_Stored data entries_
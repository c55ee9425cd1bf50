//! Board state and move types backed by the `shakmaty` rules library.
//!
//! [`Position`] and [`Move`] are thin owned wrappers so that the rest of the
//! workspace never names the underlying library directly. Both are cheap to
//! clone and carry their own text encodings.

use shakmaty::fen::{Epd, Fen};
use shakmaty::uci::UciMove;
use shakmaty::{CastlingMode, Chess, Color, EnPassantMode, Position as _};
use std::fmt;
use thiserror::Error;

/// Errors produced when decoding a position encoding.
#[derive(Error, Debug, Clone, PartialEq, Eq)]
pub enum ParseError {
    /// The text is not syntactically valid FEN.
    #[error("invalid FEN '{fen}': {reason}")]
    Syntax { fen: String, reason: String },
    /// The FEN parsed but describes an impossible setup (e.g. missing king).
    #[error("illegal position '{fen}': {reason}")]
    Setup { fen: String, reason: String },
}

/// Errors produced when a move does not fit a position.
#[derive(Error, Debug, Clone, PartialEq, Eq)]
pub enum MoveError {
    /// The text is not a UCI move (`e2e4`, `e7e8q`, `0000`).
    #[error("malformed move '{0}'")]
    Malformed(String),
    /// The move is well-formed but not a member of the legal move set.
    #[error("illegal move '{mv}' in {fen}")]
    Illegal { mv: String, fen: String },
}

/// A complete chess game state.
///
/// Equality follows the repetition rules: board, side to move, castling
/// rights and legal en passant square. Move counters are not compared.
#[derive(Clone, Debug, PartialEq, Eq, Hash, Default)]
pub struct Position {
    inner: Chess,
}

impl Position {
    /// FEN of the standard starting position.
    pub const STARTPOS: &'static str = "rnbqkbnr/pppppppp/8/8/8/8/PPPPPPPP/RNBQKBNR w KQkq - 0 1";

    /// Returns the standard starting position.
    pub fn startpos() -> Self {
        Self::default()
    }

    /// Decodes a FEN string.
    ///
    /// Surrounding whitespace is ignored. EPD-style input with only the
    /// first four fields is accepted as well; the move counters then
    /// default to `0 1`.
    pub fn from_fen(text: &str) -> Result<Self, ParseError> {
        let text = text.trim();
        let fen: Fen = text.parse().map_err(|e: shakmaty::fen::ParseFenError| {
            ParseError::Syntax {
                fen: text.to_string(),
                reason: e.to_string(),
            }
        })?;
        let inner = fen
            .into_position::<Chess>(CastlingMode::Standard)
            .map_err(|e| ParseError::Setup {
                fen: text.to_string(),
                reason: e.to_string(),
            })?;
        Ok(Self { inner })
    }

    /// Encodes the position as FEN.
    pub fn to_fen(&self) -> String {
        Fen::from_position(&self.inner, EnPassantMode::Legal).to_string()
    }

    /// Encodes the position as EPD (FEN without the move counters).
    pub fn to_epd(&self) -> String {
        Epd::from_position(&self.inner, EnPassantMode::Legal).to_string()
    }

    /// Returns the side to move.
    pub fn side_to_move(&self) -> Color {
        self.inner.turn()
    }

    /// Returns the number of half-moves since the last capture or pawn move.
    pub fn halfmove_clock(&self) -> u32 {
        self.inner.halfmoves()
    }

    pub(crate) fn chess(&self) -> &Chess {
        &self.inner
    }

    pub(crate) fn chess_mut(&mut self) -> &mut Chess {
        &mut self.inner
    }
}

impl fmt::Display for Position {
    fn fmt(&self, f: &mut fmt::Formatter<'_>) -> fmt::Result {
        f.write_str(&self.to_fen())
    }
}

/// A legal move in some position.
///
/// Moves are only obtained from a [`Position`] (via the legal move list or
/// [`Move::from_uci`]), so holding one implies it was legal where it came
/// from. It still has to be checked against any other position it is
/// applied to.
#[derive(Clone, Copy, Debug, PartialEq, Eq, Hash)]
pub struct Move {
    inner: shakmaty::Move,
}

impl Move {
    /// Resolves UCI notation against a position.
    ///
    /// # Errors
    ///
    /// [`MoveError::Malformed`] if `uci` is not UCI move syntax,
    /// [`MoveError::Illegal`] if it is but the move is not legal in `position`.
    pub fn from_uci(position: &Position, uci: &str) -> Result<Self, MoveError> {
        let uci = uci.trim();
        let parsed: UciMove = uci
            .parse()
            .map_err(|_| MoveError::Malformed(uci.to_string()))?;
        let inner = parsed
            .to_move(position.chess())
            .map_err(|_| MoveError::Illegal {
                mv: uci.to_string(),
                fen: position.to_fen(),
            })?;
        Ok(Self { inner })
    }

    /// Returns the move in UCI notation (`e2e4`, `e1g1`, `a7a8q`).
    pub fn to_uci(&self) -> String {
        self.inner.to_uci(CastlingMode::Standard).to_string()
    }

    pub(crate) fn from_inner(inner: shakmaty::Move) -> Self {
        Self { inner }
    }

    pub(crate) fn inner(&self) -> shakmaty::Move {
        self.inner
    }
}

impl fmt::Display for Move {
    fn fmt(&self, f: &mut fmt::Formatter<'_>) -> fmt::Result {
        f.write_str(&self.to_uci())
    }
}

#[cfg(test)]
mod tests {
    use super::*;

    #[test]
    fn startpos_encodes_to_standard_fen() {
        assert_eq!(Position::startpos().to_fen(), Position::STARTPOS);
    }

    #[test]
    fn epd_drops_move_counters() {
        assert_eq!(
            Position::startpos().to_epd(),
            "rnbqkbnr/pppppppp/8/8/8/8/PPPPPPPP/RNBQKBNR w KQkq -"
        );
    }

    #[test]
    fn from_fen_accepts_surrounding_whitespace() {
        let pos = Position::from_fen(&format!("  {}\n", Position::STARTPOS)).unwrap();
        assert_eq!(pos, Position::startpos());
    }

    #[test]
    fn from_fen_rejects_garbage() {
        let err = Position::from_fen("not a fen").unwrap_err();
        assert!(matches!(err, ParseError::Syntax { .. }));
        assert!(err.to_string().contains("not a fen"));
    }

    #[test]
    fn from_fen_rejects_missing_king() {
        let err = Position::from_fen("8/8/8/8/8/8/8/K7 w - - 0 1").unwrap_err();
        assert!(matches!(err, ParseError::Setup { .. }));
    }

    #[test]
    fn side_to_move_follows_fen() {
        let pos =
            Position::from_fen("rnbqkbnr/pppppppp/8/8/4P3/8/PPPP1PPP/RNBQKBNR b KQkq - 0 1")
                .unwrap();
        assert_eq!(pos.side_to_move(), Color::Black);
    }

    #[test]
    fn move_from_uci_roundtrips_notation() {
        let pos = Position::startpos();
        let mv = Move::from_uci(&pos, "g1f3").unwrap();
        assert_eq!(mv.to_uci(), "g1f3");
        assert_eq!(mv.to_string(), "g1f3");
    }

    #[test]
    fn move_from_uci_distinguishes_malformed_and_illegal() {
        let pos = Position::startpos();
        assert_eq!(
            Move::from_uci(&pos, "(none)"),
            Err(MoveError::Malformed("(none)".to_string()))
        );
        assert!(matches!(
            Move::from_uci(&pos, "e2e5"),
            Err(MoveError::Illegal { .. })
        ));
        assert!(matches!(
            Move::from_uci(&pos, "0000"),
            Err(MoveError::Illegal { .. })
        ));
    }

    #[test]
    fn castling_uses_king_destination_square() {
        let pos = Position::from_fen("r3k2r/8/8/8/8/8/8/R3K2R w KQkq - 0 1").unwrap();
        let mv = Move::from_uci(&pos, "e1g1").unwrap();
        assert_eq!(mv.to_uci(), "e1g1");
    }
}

_PROBLEM DETAILS_
Repeat the entries above verbatim.

_EXERCISE RESPONSE_
repository c55ee9425cd1bf50
//! Board state and move types backed by the `shakmaty` rules library.
//!
//! [`Position`] and [`Move`] are thin owned wrappers so that the rest of the
//! workspace never names the underlying library directly. Both are cheap to
//! clone and carry their own text encodings.

use shakmaty::fen::{Epd, Fen};
use shakmaty::uci::UciMove;
use shakmaty::{CastlingMode, Chess, Color, EnPassantMode, Position as _};
use std::fmt;
use thiserror::Error;

/// Errors produced when decoding a position encoding.
#[derive(Error, Debug, Clone, PartialEq, Eq)]
pub enum ParseError {
    /// The text is not syntactically valid FEN.
    #[error("invalid FEN '{fen}': {reason}")]
    Syntax { fen: String, reason: String },
    /// The FEN parsed but describes an impossible setup (e.g. missing king).
    #[error("illegal position '{fen}': {reason}")]
    Setup { fen: String, reason: String },
}

/// Errors produced when a move does not fit a position.
#[derive(Error, Debug, Clone, PartialEq, Eq)]
pub enum MoveError {
    /// The text is not a UCI move (`e2e4`, `e7e8q`, `0000`).
    #[error("malformed move '{0}'")]
    Malformed(String),
    /// The move is well-formed but not a member of the legal move set.
    #[error("illegal move '{mv}' in {fen}")]
    Illegal { mv: String, fen: String },
}

/// A complete chess game state.
///
/// Equality follows the repetition rules: board, side to move, castling
/// rights and legal en passant square. Move counters are not compared.
#[derive(Clone, Debug, PartialEq, Eq, Hash, Default)]
pub struct Position {
    inner: Chess,
}

impl Position {
    /// FEN of the standard starting position.
    pub const STARTPOS: &'static str = "rnbqkbnr/pppppppp/8/8/8/8/PPPPPPPP/RNBQKBNR w KQkq - 0 1";

    /// Returns the standard starting position.
    pub fn startpos() -> Self {
        Self::default()
    }

    /// Decodes a FEN string.
    ///
    /// Surrounding whitespace is ignored. EPD-style input with only the
    /// first four fields is accepted as well; the move counters then
    /// default to `0 1`.
    pub fn from_fen(text: &str) -> Result<Self, ParseError> {
        let text = text.trim();
        let fen: Fen = text.parse().map_err(|e: shakmaty::fen::ParseFenError| {
            ParseError::Syntax {
                fen: text.to_string(),
                reason: e.to_string(),
            }
        })?;
        let inner = fen
            .into_position::<Chess>(CastlingMode::Standard)
            .map_err(|e| ParseError::Setup {
                fen: text.to_string(),
                reason: e.to_string(),
            })?;
        Ok(Self { inner })
    }

    /// Encodes the position as FEN.
    pub fn to_fen(&self) -> String {
        Fen::from_position(&self.inner, EnPassantMode::Legal).to_string()
    }

    /// Encodes the position as EPD (FEN without the move counters).
    pub fn to_epd(&self) -> String {
        Epd::from_position(&self.inner, EnPassantMode::Legal).to_string()
    }

    /// Returns the side to move.
    pub fn side_to_move(&self) -> Color {
        self.inner.turn()
    }

    /// Returns the number of half-moves since the last capture or pawn move.
    pub fn halfmove_clock(&self) -> u32 {
        self.inner.halfmoves()
    }

    pub(crate) fn chess(&self) -> &Chess {
        &self.inner
    }

    pub(crate) fn chess_mut(&mut self) -> &mut Chess {
        &mut self.inner
    }
}

impl fmt::Display for Position {
    fn fmt(&self, f: &mut fmt::Formatter<'_>) -> fmt::Result {
        f.write_str(&self.to_fen())
    }
}

/// A legal move in some position.
///
/// Moves are only obtained from a [`Position`] (via the legal move list or
/// [`Move::from_uci`]), so holding one implies it was legal where it came
/// from. It still has to be checked against any other position it is
/// applied to.
#[derive(Clone, Copy, Debug, PartialEq, Eq, Hash)]
pub struct Move {
    inner: shakmaty::Move,
}

impl Move {
    /// Resolves UCI notation against a position.
    ///
    /// # Errors
    ///
    /// [`MoveError::Malformed`] if `uci` is not UCI move syntax,
    /// [`MoveError::Illegal`] if it is but the move is not legal in `position`.
    pub fn from_uci(position: &Position, uci: &str) -> Result<Self, MoveError> {
        let uci = uci.trim();
        let parsed: UciMove = uci
            .parse()
            .map_err(|_| MoveError::Malformed(uci.to_string()))?;
        let inner = parsed
            .to_move(position.chess())
            .map_err(|_| MoveError::Illegal {
                mv: uci.to_string(),
                fen: position.to_fen(),
            })?;
        Ok(Self { inner })
    }

    /// Returns the move in UCI notation (`e2e4`, `e1g1`, `a7a8q`).
    pub fn to_uci(&self) -> String {
        self.inner.to_uci(CastlingMode::Standard).to_string()
    }

    pub(crate) fn from_inner(inner: shakmaty::Move) -> Self {
        Self { inner }
    }

    pub(crate) fn inner(&self) -> shakmaty::Move {
        self.inner
    }
}

impl fmt::Display for Move {
    fn fmt(&self, f: &mut fmt::Formatter<'_>) -> fmt::Result {
        f.write_str(&self.to_uci())
    }
}

#[cfg(test)]
mod tests {
    use super::*;

    #[test]
    fn startpos_encodes_to_standard_fen() {
        assert_eq!(Position::startpos().to_fen(), Position::STARTPOS);
    }

    #[test]
    fn epd_drops_move_counters() {
        assert_eq!(
            Position::startpos().to_epd(),
            "rnbqkbnr/pppppppp/8/8/8/8/PPPPPPPP/RNBQKBNR w KQkq -"
        );
    }

    #[test]
    fn from_fen_accepts_surrounding_whitespace() {
        let pos = Position::from_fen(&format!("  {}\n", Position::STARTPOS)).unwrap();
        assert_eq!(pos, Position::startpos());
    }

    #[test]
    fn from_fen_rejects_garbage() {
        let err = Position::from_fen("not a fen").unwrap_err();
        assert!(matches!(err, ParseError::Syntax { .. }));
        assert!(err.to_string().contains("not a fen"));
    }

    #[test]
    fn from_fen_rejects_missing_king() {
        let err = Position::from_fen("8/8/8/8/8/8/8/K7 w - - 0 1").unwrap_err();
        assert!(matches!(err, ParseError::Setup { .. }));
    }

    #[test]
    fn side_to_move_follows_fen() {
        let pos =
            Position::from_fen("rnbqkbnr/pppppppp/8/8/4P3/8/PPPP1PPP/RNBQKBNR b KQkq - 0 1")
                .unwrap();
        assert_eq!(pos.side_to_move(), Color::Black);
    }

    #[test]
    fn move_from_uci_roundtrips_notation() {
        let pos = Position::startpos();
        let mv = Move::from_uci(&pos, "g1f3").unwrap();
        assert_eq!(mv.to_uci(), "g1f3");
        assert_eq!(mv.to_string(), "g1f3");
    }

    #[test]
    fn move_from_uci_distinguishes_malformed_and_illegal() {
        let pos = Position::startpos();
        assert_eq!(
            Move::from_uci(&pos, "(none)"),
            Err(MoveError::Malformed("(none)".to_string()))
        );
        assert!(matches!(
            Move::from_uci(&pos, "e2e5"),
            Err(MoveError::Illegal { .. })
        ));
        assert!(matches!(
            Move::from_uci(&pos, "0000"),
            Err(MoveError::Illegal { .. })
        ));
    }

    #[test]
    fn castling_uses_king_destination_square() {
        let pos = Position::from_fen("r3k2r/8/8/8/8/8/8/R3K2R w KQkq - 0 1").unwrap();
        let mv = Move::from_uci(&pos, "e1g1").unwrap();
        assert_eq!(mv.to_uci(), "e1g1");
    }
}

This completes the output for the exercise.